The language of the rule is mandatory, and a court must award expenses unless one of the two exceptions is present. Id. A district court nevertheless has broad discretion under Rule 37 to impose sanctions for discovery violations and to determine what level of sanctions is appropriate. See Jackson v. CCA of Tennessee, Inc., 254 F.R.D. 135, 138 (D.D.C. 2008); see also Bonds v. Dist. of Columbia, 93 F.3d 801, 807–8 (D.C. Cir. 1996); DL v. Dist. of Columbia, 251 F.R.D. 38, 49 (D.D.C. 2008).

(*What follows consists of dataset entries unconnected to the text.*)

use axum::extract::{Path, State};
use axum::http::StatusCode;
use axum::Json;
use serde::Deserialize;

use crate::api::{AppState, DecimalInput};
use crate::domain::{Agent, AgentId, Customer, Trip, TripId, TripStatus};
use crate::error::AppError;
use crate::orchestration::{BatchReport, MutationOutcome};

#[derive(Debug, Deserialize)]
#[serde(rename_all = "camelCase")]
pub struct CreateTripRequest {
    pub name: String,
    pub status: Option<String>,
}

#[derive(Debug, Deserialize)]
#[serde(rename_all = "camelCase")]
pub struct CreateCustomerRequest {
    pub name: String,
    pub agent_id: Option<i64>,
}

#[derive(Debug, Deserialize)]
#[serde(rename_all = "camelCase")]
pub struct CreateAgentRequest {
    pub name: String,
    pub commission_rate: Option<DecimalInput>,
}

#[derive(Debug, Deserialize)]
#[serde(rename_all = "camelCase")]
pub struct CompleteTripsRequest {
    pub trip_ids: Vec<i64>,
}

pub async fn create_trip(
    State(state): State<AppState>,
    Json(body): Json<CreateTripRequest>,
) -> Result<(StatusCode, Json<MutationOutcome<Trip>>), AppError> {
    let status = match body.status.as_deref() {
        None => TripStatus::Planned,
        Some(raw) => TripStatus::parse(raw)
            .ok_or_else(|| AppError::BadRequest(format!("Invalid trip status: {raw}")))?,
    };
    let outcome = state.orchestrator.create_trip(&body.name, status).await?;
    Ok((StatusCode::CREATED, Json(outcome)))
}

pub async fn create_customer(
    State(state): State<AppState>,
    Json(body): Json<CreateCustomerRequest>,
) -> Result<(StatusCode, Json<Customer>), AppError> {
    let customer = state
        .orchestrator
        .create_customer(&body.name, body.agent_id.map(AgentId::new))
        .await?;
    Ok((StatusCode::CREATED, Json(customer)))
}

pub async fn create_agent(
    State(state): State<AppState>,
    Json(body): Json<CreateAgentRequest>,
) -> Result<(StatusCode, Json<Agent>), AppError> {
    let commission_rate = body
        .commission_rate
        .as_ref()
        .map(|r| r.parse("commissionRate"))
        .transpose()?
        .unwrap_or_default();
    let agent = state
        .orchestrator
        .create_agent(&body.name, commission_rate)
        .await?;
    Ok((StatusCode::CREATED, Json(agent)))
}

pub async fn complete_trips(
    State(state): State<AppState>,
    Json(body): Json<CompleteTripsRequest>,
) -> Result<Json<BatchReport>, AppError> {
    if body.trip_ids.is_empty() {
        return Err(AppError::BadRequest("tripIds must not be empty".to_string()));
    }
    let trip_ids: Vec<TripId> = body.trip_ids.into_iter().map(TripId::new).collect();
    Ok(Json(state.orchestrator.complete_trips(&trip_ids).await))
}

pub async fn delete_trip(
    State(state): State<AppState>,
    Path(trip_id): Path<i64>,
) -> Result<Json<BatchReport>, AppError> {
    let report = state.orchestrator.delete_trip(TripId::new(trip_id)).await?;
    Ok(Json(report))
}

The plaintiff’s motion cannot be deemed substantially justified, as it was filed in the wrong court. Despite the plaintiff’s misplaced motion, the Court nonetheless determines that awarding expenses would be unjust. The plaintiff suffers from Lupus and is challenging the denial of his disability benefits under ERISA. Plaintiff alleges that Dr. Borigini’s corrected report was relied on by his disability plan administrator to deny him continued benefits and therefore seeks discovery regarding the circumstances behind Dr. Borigini’s issuance of the corrected report. There is no indication that plaintiff’s counsel erroneously filed the motion to compel in either Florida or this Court in order to gain strategic advantage. Thus, plaintiff, a disabled litigant, will still face the task of continuing to seek discovery responses from Dr. Borigini by acting upon the subpoena issued by the District Court for the District of Maryland. Accordingly, the Court finds that it would be unjust to require plaintiff to pay defendant’s reasonable expenses in opposing the motion to enforce and compel, and the defendant’s request is therefore denied.
The plaintiff’s motion to enforce the non-party subpoena and compel production is hereby denied, and the case dismissed. The Court also declines to award defendant expenses and attorney’s fees incurred in responding to plaintiff’s motion. An Order consistent with this Memorandum Opinion is issued separately.